◆ **Task to complete**
Check each line of the data below for the word "completion". How many lines have it? Answer with the number alone.

◆ **Exercise inputs**
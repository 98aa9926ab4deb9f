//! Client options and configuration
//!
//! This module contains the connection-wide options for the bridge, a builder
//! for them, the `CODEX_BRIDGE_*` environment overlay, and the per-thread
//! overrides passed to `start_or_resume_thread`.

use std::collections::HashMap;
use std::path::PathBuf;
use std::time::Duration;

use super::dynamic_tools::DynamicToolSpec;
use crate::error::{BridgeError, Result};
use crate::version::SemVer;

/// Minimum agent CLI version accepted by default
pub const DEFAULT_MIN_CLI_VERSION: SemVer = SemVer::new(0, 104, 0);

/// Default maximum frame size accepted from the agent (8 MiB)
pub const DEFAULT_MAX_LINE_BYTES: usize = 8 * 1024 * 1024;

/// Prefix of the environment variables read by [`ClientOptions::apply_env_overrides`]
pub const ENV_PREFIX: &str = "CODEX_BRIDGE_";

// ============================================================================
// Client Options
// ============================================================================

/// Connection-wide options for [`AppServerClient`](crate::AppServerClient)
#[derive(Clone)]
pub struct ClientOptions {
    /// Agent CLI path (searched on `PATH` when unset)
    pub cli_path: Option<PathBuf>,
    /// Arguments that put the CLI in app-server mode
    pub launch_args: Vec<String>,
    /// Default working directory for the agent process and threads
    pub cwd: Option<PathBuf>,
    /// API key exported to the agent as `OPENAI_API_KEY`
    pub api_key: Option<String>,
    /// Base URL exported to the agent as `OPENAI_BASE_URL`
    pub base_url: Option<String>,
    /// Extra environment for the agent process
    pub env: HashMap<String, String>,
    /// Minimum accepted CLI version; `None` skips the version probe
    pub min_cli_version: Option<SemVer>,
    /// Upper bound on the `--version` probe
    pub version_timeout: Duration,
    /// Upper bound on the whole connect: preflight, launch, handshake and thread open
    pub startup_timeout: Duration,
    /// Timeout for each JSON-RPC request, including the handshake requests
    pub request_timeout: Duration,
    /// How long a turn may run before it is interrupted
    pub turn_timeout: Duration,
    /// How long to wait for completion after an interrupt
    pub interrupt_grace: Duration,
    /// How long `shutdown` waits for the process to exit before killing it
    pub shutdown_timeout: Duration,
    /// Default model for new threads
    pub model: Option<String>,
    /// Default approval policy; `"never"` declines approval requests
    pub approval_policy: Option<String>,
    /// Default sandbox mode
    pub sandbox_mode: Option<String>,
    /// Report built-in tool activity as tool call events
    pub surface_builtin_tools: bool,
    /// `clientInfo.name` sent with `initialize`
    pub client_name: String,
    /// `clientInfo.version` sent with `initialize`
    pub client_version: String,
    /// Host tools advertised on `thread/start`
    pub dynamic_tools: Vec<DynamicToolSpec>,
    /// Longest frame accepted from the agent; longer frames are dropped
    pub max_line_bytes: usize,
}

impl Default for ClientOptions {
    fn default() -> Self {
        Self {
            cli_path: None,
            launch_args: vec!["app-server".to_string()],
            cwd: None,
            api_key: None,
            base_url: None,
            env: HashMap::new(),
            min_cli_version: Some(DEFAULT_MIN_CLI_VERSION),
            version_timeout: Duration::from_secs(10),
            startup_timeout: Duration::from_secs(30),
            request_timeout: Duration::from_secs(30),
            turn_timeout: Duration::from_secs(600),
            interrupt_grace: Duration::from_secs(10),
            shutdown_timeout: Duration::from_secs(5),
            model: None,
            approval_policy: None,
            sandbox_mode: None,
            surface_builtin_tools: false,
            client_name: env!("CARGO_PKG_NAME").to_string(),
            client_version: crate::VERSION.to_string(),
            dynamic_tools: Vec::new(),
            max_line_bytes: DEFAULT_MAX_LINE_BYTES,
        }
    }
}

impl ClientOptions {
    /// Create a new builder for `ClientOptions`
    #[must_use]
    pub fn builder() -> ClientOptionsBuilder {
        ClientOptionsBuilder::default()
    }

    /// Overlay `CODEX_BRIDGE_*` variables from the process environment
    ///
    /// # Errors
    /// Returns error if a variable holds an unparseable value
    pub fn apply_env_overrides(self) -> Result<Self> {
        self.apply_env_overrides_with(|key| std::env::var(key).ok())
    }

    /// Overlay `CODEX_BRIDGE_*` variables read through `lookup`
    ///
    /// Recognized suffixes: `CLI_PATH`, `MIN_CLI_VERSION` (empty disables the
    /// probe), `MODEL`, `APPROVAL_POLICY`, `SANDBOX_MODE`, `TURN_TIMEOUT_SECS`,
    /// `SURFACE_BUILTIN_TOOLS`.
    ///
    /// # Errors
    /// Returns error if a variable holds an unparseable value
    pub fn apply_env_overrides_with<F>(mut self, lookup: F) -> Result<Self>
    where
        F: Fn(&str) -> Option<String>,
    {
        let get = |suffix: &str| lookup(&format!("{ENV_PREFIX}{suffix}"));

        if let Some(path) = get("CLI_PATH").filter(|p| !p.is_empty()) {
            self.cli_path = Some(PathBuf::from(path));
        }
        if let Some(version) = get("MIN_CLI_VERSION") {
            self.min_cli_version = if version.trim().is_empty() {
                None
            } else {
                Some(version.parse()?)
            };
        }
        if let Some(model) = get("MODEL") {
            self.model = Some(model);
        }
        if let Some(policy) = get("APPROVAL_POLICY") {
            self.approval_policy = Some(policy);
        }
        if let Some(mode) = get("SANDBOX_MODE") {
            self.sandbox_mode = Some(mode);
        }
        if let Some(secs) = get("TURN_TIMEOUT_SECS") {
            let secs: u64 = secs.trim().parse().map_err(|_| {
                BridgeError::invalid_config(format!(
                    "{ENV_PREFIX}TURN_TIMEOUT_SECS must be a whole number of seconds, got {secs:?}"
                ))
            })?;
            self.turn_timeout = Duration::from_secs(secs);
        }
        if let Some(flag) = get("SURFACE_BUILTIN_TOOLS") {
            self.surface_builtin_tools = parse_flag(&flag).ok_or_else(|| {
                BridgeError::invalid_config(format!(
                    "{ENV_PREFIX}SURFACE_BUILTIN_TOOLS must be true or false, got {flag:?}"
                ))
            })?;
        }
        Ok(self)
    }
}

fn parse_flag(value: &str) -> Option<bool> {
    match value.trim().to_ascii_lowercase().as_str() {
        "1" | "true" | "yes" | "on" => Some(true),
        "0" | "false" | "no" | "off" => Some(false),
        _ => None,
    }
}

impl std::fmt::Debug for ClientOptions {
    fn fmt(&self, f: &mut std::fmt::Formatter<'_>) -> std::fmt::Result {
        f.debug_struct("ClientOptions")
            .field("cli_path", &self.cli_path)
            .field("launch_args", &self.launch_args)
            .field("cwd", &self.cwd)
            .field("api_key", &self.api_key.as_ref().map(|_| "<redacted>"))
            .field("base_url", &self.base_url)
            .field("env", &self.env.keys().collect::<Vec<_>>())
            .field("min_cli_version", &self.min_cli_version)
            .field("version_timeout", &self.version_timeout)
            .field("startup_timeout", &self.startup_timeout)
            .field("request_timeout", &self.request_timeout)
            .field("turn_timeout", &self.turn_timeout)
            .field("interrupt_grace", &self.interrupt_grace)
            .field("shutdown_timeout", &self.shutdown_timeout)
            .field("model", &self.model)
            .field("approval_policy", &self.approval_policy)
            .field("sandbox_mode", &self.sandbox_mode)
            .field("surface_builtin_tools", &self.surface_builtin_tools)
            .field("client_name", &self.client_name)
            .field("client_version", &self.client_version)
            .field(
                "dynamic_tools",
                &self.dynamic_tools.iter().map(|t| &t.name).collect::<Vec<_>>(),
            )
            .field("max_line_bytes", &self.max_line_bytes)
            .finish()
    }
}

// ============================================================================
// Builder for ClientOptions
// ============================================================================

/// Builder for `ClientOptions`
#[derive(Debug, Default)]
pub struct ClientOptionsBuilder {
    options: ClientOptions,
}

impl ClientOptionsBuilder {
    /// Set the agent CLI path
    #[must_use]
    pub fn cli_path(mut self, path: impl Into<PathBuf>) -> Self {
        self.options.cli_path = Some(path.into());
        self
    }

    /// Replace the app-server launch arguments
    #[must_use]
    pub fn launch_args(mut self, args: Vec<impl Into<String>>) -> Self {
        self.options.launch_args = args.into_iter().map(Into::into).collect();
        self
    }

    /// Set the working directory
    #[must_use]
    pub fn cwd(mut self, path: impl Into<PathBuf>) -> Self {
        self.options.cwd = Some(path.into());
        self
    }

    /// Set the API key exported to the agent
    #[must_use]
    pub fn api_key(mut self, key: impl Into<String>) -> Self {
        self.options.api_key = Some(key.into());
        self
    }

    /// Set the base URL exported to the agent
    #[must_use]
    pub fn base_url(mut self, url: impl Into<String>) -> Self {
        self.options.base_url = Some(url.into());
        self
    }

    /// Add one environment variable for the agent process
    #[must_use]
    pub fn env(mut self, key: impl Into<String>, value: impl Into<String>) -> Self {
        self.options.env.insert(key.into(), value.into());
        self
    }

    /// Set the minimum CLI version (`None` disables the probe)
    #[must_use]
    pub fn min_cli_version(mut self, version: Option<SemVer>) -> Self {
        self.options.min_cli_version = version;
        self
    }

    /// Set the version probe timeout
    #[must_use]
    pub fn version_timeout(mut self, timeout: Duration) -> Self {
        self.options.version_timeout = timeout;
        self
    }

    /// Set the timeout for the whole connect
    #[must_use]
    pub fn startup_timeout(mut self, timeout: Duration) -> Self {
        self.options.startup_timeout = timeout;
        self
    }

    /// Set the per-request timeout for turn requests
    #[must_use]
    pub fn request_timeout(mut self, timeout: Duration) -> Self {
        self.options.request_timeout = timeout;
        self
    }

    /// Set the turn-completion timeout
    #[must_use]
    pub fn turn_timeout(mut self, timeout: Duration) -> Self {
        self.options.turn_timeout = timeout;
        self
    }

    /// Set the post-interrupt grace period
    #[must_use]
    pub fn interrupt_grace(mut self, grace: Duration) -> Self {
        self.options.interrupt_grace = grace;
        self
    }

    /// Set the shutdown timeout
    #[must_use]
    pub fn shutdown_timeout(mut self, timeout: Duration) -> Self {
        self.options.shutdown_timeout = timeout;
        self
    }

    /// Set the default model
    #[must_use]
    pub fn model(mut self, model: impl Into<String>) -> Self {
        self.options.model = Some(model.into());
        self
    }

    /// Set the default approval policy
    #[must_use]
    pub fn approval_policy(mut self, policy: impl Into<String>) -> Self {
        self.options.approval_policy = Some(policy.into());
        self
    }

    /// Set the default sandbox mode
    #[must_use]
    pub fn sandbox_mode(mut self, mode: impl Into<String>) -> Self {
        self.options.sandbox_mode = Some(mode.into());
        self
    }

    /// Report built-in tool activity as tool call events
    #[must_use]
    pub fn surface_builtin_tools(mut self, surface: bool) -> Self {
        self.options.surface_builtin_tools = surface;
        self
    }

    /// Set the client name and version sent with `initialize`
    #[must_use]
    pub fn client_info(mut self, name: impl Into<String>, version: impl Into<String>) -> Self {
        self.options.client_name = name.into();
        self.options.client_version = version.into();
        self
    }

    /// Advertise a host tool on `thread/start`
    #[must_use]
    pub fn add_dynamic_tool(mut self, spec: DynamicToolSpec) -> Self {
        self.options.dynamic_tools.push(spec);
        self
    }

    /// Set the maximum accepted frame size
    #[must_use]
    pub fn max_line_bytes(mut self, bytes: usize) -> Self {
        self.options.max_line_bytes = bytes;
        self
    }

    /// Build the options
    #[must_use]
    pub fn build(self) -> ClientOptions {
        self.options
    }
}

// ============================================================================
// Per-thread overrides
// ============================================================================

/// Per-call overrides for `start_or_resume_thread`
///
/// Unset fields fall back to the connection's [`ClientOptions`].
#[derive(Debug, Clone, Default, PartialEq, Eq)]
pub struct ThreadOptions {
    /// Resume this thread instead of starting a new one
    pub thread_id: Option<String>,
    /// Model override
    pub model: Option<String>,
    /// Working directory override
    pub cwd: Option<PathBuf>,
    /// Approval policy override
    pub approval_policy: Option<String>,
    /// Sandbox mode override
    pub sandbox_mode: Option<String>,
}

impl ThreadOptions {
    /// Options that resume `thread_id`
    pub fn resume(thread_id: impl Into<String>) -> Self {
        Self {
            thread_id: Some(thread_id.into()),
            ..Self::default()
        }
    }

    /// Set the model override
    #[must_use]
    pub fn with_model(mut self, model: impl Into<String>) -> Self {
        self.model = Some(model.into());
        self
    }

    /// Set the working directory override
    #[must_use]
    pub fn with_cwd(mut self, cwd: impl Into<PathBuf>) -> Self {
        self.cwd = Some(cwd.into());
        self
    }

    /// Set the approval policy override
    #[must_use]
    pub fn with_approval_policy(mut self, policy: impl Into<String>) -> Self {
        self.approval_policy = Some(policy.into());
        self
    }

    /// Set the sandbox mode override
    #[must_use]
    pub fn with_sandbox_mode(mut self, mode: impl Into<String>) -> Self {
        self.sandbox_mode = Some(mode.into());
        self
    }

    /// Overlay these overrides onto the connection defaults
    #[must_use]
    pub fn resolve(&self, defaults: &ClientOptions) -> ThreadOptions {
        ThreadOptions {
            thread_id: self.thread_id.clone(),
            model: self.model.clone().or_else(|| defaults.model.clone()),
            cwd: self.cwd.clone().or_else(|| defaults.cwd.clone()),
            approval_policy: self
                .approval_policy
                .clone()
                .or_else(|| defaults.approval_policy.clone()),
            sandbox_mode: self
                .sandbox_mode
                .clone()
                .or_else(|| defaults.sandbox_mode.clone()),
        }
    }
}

* * *

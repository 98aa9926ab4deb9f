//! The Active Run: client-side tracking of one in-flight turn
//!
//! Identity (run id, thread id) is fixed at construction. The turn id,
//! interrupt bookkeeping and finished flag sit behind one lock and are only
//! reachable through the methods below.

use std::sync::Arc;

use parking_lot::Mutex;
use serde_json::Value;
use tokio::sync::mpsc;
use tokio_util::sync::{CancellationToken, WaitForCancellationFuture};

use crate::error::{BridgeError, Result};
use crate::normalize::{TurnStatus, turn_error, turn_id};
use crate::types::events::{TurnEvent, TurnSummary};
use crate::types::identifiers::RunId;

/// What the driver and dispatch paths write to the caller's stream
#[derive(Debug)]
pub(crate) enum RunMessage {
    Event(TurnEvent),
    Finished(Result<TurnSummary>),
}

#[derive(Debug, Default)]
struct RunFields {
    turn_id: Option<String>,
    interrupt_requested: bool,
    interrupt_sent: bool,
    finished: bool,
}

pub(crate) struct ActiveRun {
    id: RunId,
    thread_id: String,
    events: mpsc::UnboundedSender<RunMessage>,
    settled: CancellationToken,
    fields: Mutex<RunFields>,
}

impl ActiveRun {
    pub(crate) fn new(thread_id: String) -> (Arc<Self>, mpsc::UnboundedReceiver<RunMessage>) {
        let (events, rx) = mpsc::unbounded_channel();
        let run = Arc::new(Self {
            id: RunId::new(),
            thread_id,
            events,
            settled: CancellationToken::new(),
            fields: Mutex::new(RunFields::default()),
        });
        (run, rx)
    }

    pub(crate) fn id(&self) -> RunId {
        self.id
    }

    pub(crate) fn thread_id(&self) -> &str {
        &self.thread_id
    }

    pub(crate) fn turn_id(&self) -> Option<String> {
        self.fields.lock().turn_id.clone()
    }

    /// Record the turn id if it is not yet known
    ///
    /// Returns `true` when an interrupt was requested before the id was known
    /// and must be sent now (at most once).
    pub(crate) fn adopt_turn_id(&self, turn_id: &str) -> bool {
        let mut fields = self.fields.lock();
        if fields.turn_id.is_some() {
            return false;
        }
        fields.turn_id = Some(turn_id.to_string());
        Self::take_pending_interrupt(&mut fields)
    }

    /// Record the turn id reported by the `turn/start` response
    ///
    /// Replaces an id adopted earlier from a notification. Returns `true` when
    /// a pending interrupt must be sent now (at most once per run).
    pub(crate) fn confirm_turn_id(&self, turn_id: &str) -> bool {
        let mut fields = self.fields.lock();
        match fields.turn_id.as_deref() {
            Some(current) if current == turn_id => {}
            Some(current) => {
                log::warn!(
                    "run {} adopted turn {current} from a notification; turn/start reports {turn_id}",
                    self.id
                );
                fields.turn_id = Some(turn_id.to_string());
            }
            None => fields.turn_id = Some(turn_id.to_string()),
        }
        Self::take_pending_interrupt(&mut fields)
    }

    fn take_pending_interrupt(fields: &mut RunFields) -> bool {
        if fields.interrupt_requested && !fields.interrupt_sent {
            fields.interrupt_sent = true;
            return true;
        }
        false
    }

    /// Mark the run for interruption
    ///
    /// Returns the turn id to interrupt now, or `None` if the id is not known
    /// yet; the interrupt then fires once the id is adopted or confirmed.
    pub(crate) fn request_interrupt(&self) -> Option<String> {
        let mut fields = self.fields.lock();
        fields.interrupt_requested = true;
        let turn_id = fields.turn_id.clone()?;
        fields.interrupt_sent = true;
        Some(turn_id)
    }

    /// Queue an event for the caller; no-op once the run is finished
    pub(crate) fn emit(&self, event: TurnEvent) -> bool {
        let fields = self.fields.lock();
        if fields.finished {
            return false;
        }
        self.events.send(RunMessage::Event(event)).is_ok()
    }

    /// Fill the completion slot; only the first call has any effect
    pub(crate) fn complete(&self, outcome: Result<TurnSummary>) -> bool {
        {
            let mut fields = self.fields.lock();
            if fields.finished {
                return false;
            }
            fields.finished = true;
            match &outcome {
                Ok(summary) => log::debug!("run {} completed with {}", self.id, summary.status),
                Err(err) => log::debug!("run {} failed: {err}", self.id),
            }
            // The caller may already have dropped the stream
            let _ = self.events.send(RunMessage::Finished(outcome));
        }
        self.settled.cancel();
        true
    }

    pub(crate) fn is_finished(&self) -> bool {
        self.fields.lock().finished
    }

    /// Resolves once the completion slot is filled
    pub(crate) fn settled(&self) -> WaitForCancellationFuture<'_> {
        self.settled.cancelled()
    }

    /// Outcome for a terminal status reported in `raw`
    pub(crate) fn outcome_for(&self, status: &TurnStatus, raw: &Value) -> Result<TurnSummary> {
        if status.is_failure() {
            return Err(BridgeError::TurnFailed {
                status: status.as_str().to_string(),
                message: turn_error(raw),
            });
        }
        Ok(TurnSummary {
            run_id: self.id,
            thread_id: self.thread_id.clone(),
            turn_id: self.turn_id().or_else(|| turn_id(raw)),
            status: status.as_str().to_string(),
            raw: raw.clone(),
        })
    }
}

◆ **Result below**
4